Wessex then decided it could reduce taxes even more to allow it's subjects better growth, cutting down to 20%. Camelot announced a one time tax free weekend to counter, at least for 2 days, their higher taxes the rest of the time. If you don't understand how all this works here is a short explanation:
The Emperor demands 25% of the profits in a kingdom for the year from a King or Queen. The monarch can choose to take more gold than that from it's subject's, such the 30% rate where 25% of that pays the emperor, and the extra 5% goes into the monarch's pockets. If the monarch charges all subjects 25%, that is basically a break even point, gold is collected and passed on to the Emperor. At 20%, there is a 5% shortfall in collections, so the monarch must pay that amount out of their own pocket. This is subsidizing the subjects so that they keep more gold to buy land, make offers to get subjects, buy improvements on land, and pay the mysterious trader more easily.

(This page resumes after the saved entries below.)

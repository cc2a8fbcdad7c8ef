//! UDP responder that lets devices on the LAN find the collector.

use std::io;
use std::net::{IpAddr, Ipv4Addr, SocketAddr};
use std::time::Duration;
use tokio::net::UdpSocket;
use tokio::sync::watch;

pub const DISCOVERY_REQUEST: &str = "DISCOVER_SERVER";
const MAX_DATAGRAM: usize = 1024;
const RECV_RETRY_DELAY: Duration = Duration::from_millis(100);

/// Reply for a discovery datagram, or `None` for anything else.
pub fn discovery_reply(payload: &[u8], ip: IpAddr) -> Option<String> {
    let text = std::str::from_utf8(payload).ok()?;
    (text.trim_end_matches(['\r', '\n']) == DISCOVERY_REQUEST).then(|| format!("SERVER_IP:{ip}"))
}

/// Address of the interface that routes outbound traffic. Connecting a UDP
/// socket sends nothing; it only selects the source address.
pub fn detect_local_ip() -> IpAddr {
    let probe = || -> io::Result<IpAddr> {
        let socket = std::net::UdpSocket::bind((Ipv4Addr::UNSPECIFIED, 0))?;
        socket.connect((Ipv4Addr::new(8, 8, 8, 8), 80))?;
        Ok(socket.local_addr()?.ip())
    };
    match probe() {
        Ok(ip) => ip,
        Err(err) => {
            tracing::warn!(error = %err, "could not detect local address, advertising loopback");
            IpAddr::V4(Ipv4Addr::LOCALHOST)
        }
    }
}

pub async fn bind(port: u16) -> io::Result<UdpSocket> {
    UdpSocket::bind(SocketAddr::from((Ipv4Addr::UNSPECIFIED, port))).await
}

/// Answers discovery requests on `socket` until `shutdown` fires. Socket
/// errors are logged and the responder keeps going.
pub async fn run(socket: UdpSocket, advertise: IpAddr, mut shutdown: watch::Receiver<bool>) {
    tracing::info!(addr = ?socket.local_addr().ok(), advertise = %advertise, "discovery responder ready");
    let mut buf = [0u8; MAX_DATAGRAM];
    loop {
        let (len, peer) = tokio::select! {
            res = socket.recv_from(&mut buf) => match res {
                Ok(received) => received,
                Err(err) => {
                    tracing::warn!(error = %err, "discovery receive failed");
                    tokio::time::sleep(RECV_RETRY_DELAY).await;
                    continue;
                }
            },
            _ = shutdown.changed() => break,
        };
        match discovery_reply(&buf[..len], advertise) {
            Some(reply) => {
                if let Err(err) = socket.send_to(reply.as_bytes(), peer).await {
                    tracing::warn!(peer = %peer, error = %err, "discovery reply failed");
                } else {
                    tracing::info!(peer = %peer, "answered discovery request");
                }
            }
            None => tracing::debug!(peer = %peer, len, "ignoring unexpected datagram"),
        }
    }
}
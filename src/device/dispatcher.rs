use super::session::write_line;
use super::{DeviceError, DeviceHub, ReplyWaiter, SessionWriter, Shared};
use crate::model::{DeviceCommand, PendingCommand};
use crate::protocol::{encode_command, parse_current_state, CURRENT_STATE_MARKER};
use std::io;
use std::net::SocketAddr;
use tokio::sync::oneshot;
use tokio::time::Instant;
use uuid::Uuid;

/// Outcome of one command round-trip.
#[derive(Debug, Clone, Copy)]
pub struct Dispatched {
    pub id: Uuid,
    pub issued_at: Instant,
    pub completed: bool,
}

/// A command registered under the lock and ready to be written.
pub(super) struct Prepared {
    id: Uuid,
    issued_at: Instant,
    session_id: Uuid,
    addr: SocketAddr,
    writer: SessionWriter,
    reply: oneshot::Receiver<String>,
}

impl DeviceHub {
    /// Sends `command` to the primary device and waits a bounded time for
    /// its reply. Returns whether the command counts as completed; a missing
    /// reply is not an error, a later status push may still complete it.
    pub async fn send_command(&self, command: DeviceCommand) -> Result<bool, DeviceError> {
        self.dispatch(command).await.map(|d| d.completed)
    }

    pub(super) async fn dispatch(&self, command: DeviceCommand) -> Result<Dispatched, DeviceError> {
        let prepared = self.lock().prepare_command(command)?;
        self.run_prepared(command, prepared).await
    }

    pub(super) async fn run_prepared(
        &self,
        command: DeviceCommand,
        prepared: Prepared,
    ) -> Result<Dispatched, DeviceError> {
        let Prepared {
            id,
            issued_at,
            session_id,
            addr,
            writer,
            reply,
        } = prepared;

        tracing::info!(command = %command, addr = %addr, "sending device command");
        let write_limit = self.timing().reply_timeout;
        if let Err(err) = write_line(&writer, &encode_command(command), write_limit).await {
            return Err(self.write_failed(id, session_id, addr, &writer, err).await);
        }

        let completed = match tokio::time::timeout(self.timing().reply_timeout, reply).await {
            Ok(Ok(text)) => {
                tracing::info!(command = %command, addr = %addr, reply = %text, "device reply");
                self.apply_reply(id, &text)
            }
            Ok(Err(_)) => {
                let mut shared = self.lock();
                if let Some(pending) = shared.pending_mut(id) {
                    pending.error = Some("connection closed while awaiting reply".to_string());
                }
                shared.release_command(id);
                drop(shared);
                tracing::warn!(command = %command, addr = %addr, "device went away before replying");
                return Err(DeviceError::DeviceDisconnected);
            }
            Err(_) => {
                tracing::warn!(command = %command, addr = %addr, "timed out waiting for device reply");
                let mut shared = self.lock();
                if shared
                    .reply_waiter
                    .as_ref()
                    .is_some_and(|w| w.command_id == id)
                {
                    shared.reply_waiter = None;
                }
                shared.pending_completed(id)
            }
        };

        Ok(Dispatched {
            id,
            issued_at,
            completed,
        })
    }

    /// Records the raw reply and folds any reported state into the tracked
    /// state. Returns whether the command is completed.
    fn apply_reply(&self, id: Uuid, text: &str) -> bool {
        let (completed, finished) = {
            let mut shared = self.lock();
            shared.state.raw_status_text = Some(text.to_string());
            let acked = text.contains("OK:");
            if acked {
                if let Some(pending) = shared.pending_mut(id) {
                    pending.completed = true;
                }
            }
            let finished = if text.contains(CURRENT_STATE_MARKER) {
                match parse_current_state(text) {
                    Ok(state) => shared.apply_reported_state(state),
                    Err(err) => {
                        tracing::warn!(error = %err, reply = %text, "unparsable state in device reply");
                        None
                    }
                }
            } else {
                None
            };
            (acked || shared.pending_completed(id), finished)
        };
        self.after_state_change(finished);
        completed
    }

    /// A failed or stalled write may be a dead peer or a transient error. A
    /// newline probe tells them apart; a dead session is evicted.
    async fn write_failed(
        &self,
        id: Uuid,
        session_id: Uuid,
        addr: SocketAddr,
        writer: &SessionWriter,
        err: io::Error,
    ) -> DeviceError {
        tracing::error!(addr = %addr, error = %err, "device command write failed");
        {
            let mut shared = self.lock();
            if let Some(pending) = shared.pending_mut(id) {
                pending.error = Some(err.to_string());
            }
            shared.release_command(id);
            if shared
                .reply_waiter
                .as_ref()
                .is_some_and(|w| w.command_id == id)
            {
                shared.reply_waiter = None;
            }
        }

        if write_line(writer, "\n", self.timing().reply_timeout).await.is_ok() {
            return DeviceError::Transport(err.to_string());
        }

        tracing::warn!(addr = %addr, "device appears disconnected, removing session");
        let evicted = self.lock().registry.unregister_session(session_id);
        if let Some(session) = evicted {
            session.close();
        }
        self.notify_update();
        DeviceError::DeviceDisconnected
    }
}

impl Shared {
    pub(super) fn prepare_command(&mut self, command: DeviceCommand) -> Result<Prepared, DeviceError> {
        let session = self.registry.primary()?;
        let (session_id, addr, writer) = (session.id, session.remote_addr, session.writer());

        // Replies carry no correlation id, so only one command may be
        // waiting on the line at a time.
        if self.reply_waiter.is_some() {
            return Err(DeviceError::CommandInProgress);
        }
        if command.changes_state() && self.command_in_progress {
            return Err(DeviceError::CommandInProgress);
        }

        let pending = PendingCommand::new(command);
        let (id, issued_at) = (pending.id, pending.issued_at);
        let (tx, reply) = oneshot::channel();
        self.reply_waiter = Some(ReplyWaiter {
            command_id: id,
            session_id,
            tx,
        });
        // A probe never replaces the record of an unconfirmed START/STOP.
        if command.changes_state() || !self.command_in_progress {
            if let Some(prev) = self.pending.as_ref() {
                if let Some(err) = prev.error.as_deref() {
                    tracing::debug!(command = %prev.command, error = %err, "superseding failed command record");
                }
            }
            self.pending = Some(pending);
        }
        if command.changes_state() {
            self.command_in_progress = true;
        }

        Ok(Prepared {
            id,
            issued_at,
            session_id,
            addr,
            writer,
            reply,
        })
    }
}
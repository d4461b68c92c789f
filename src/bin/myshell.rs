use std::path::PathBuf;
use std::process;

use docopt::Docopt;
use log::{debug, error};
use nix::unistd::Pid;
use serde_derive::Deserialize;

use myshell::{Shell, ShellConfig, SHELL_NAME};

const COMMAND_HISTORY_CAPACITY: usize = 10;
const LOG_FILE_NAME: &str = ".myshell_log";
/// Exit code for a bad invocation or an unreadable batch file.
const INVOCATION_FAILURE_EXIT_CODE: i32 = -1;

const USAGE: &str = "
myshell.

Usage:
    myshell [options]
    myshell [options] <file>
    myshell [options] -c <command>
    myshell (-h | --help)
    myshell --version

Options:
    -h --help       Show this screen.
    --version       Show version.
    -c              Run the statements of <command>, then exit with the status
                        of its last statement.
    --detach        Do not wait for statements ending in '&'; report them when
                        they finish.
    --log=<path>    File to write log to, defaults to ~/.myshell_log
";

/// Docopts input arguments.
#[derive(Debug, Deserialize)]
struct Args {
    arg_command: Option<String>,
    arg_file: Option<String>,
    flag_version: bool,
    flag_c: bool,
    flag_detach: bool,
    flag_log: Option<String>,
}

fn main() {
    let args: Args = Docopt::new(USAGE)
        .and_then(|d| d.deserialize())
        .unwrap_or_else(|e| {
            if e.fatal() {
                eprintln!("{}", e);
                process::exit(INVOCATION_FAILURE_EXIT_CODE);
            }
            e.exit()
        });

    init_logger(&args.flag_log);
    debug!("{:?}", args);

    if args.flag_version {
        println!("{} version {}", SHELL_NAME, env!("CARGO_PKG_VERSION"));
    } else if args.flag_c {
        // docopt only accepts -c together with <command>
        let command = args.arg_command.as_deref().unwrap_or_default();
        let mut shell = Shell::new(noninteractive_config(&args));
        let code = shell.execute_command_string(command);
        shell.exit(code);
    } else if let Some(ref file_path) = args.arg_file {
        let mut shell = Shell::new(noninteractive_config(&args));
        if let Err(e) = shell.execute_commands_from_file(file_path) {
            error!("batch run failed: {}", e);
            eprintln!("{}: {}", SHELL_NAME, e);
            shell.exit(INVOCATION_FAILURE_EXIT_CODE);
        }
        shell.exit(0);
    } else {
        let config =
            ShellConfig::interactive(COMMAND_HISTORY_CAPACITY).detach_background(args.flag_detach);
        let mut shell = Shell::new(config);
        shell.execute_from_stdin();
        shell.exit(0);
    }
}

fn noninteractive_config(args: &Args) -> ShellConfig {
    ShellConfig::noninteractive().detach_background(args.flag_detach)
}

fn init_logger(path: &Option<String>) {
    let log_path = match path.clone().map(PathBuf::from).or_else(default_log_path) {
        Some(log_path) => log_path,
        None => return,
    };

    let log_file = match fern::log_file(&log_path) {
        Ok(log_file) => log_file,
        Err(e) => {
            eprintln!(
                "{}: unable to open log file {}: {}",
                SHELL_NAME,
                log_path.display(),
                e
            );
            return;
        }
    };

    let pid = Pid::this();
    let result = fern::Dispatch::new()
        .format(move |out, message, record| {
            out.finish(format_args!(
                "{} [{}] {}: {}",
                pid,
                record.level(),
                record.target(),
                message
            ))
        })
        .level(log::LevelFilter::Debug)
        .chain(log_file)
        .apply();
    if let Err(e) = result {
        eprintln!("{}: unable to initialize logging: {}", SHELL_NAME, e);
    }
}

fn default_log_path() -> Option<PathBuf> {
    dirs::home_dir().map(|home| home.join(LOG_FILE_NAME))
}
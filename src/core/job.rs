use std::{fmt, process::ExitStatus};

use crate::execute_command::{Process, ProcessId, ProcessStatus};

#[derive(Clone, Copy, Debug, Eq, PartialEq, Ord, PartialOrd)]
pub struct JobId(pub u32);

impl fmt::Display for JobId {
    fn fmt(&self, f: &mut fmt::Formatter<'_>) -> fmt::Result {
        write!(f, "{}", self.0)
    }
}

/// Runtime record of one statement and the process running it.
pub struct Job {
    id: JobId,
    input: String,
    background: bool,
    process: Process,
}

impl Job {
    pub fn new(id: JobId, input: String, background: bool, process: Process) -> Self {
        Self {
            id,
            input,
            background,
            process,
        }
    }

    pub fn id(&self) -> JobId {
        self.id
    }

    pub fn input(&self) -> &str {
        &self.input
    }

    pub fn background(&self) -> bool {
        self.background
    }

    pub fn pid(&self) -> ProcessId {
        self.process.id()
    }

    pub fn status(&self) -> ProcessStatus {
        self.process.status()
    }

    /// `None` until the process is reaped, and forever for a process that
    /// never spawned.
    pub fn status_code(&self) -> Option<ExitStatus> {
        self.process.status_code()
    }

    pub fn is_outstanding(&self) -> bool {
        self.process.is_outstanding()
    }

    pub fn process(&self) -> &Process {
        &self.process
    }

    pub fn process_mut(&mut self) -> &mut Process {
        &mut self.process
    }
}

impl fmt::Display for Job {
    fn fmt(&self, f: &mut fmt::Formatter<'_>) -> fmt::Result {
        write!(f, "[{}] {}\t{}", self.id, self.status(), self.input)
    }
}

impl fmt::Debug for Job {
    fn fmt(&self, f: &mut fmt::Formatter<'_>) -> fmt::Result {
        write!(
            f,
            "id: {}\tpid: {}\tinput: {}",
            self.id,
            self.pid(),
            self.input
        )
    }
}

#[cfg(test)]
mod tests {
    use super::*;
    use crate::core::parser::{self, TokenList};
    use crate::execute_command;

    #[test]
    fn test_job_lifecycle() {
        let process = execute_command::spawn(TokenList::from(vec!["true"]));
        let mut job = Job::new(JobId(1), "true".to_string(), false, process);

        assert!(job.is_outstanding());
        assert_eq!(job.status_code(), None);
        assert_eq!(job.to_string(), "[1] Running\ttrue");

        job.process_mut().wait().unwrap();
        assert!(!job.is_outstanding());
        assert!(job.status_code().unwrap().success());
        assert_eq!(job.to_string(), "[1] Done\ttrue");
    }

    #[test]
    fn test_failed_spawn_job() {
        let (group, _) = parser::split("echo a\0b &");
        let statement = group.statements.into_iter().next().unwrap();
        let input = statement.to_string();
        let process = execute_command::spawn(statement.tokens);
        let job = Job::new(JobId(7), input, statement.background, process);

        assert!(job.background());
        assert!(!job.pid().is_valid());
        assert!(!job.is_outstanding());
        assert_eq!(job.status_code(), None);
        assert_eq!(job.to_string(), "[7] Failed\techo a\0b &");
    }
}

Whats all this mean? That citizen's win of course, as they reap the benefits. They get to go under the best tax environments as they see it, and grow faster toward the day they establish their own kingdom. Others will choose to stay within a tax reduced kingdom rather than create a new kingdom, because it suits their Tiny Empires priorities. Some will choose to stay in a full tax rate lineage out of other motivations, so as it should be, the choices in your Tiny Empires adventure are many. As always, play the game as you would have it, and keep your sights on having fun, whichever way you choose.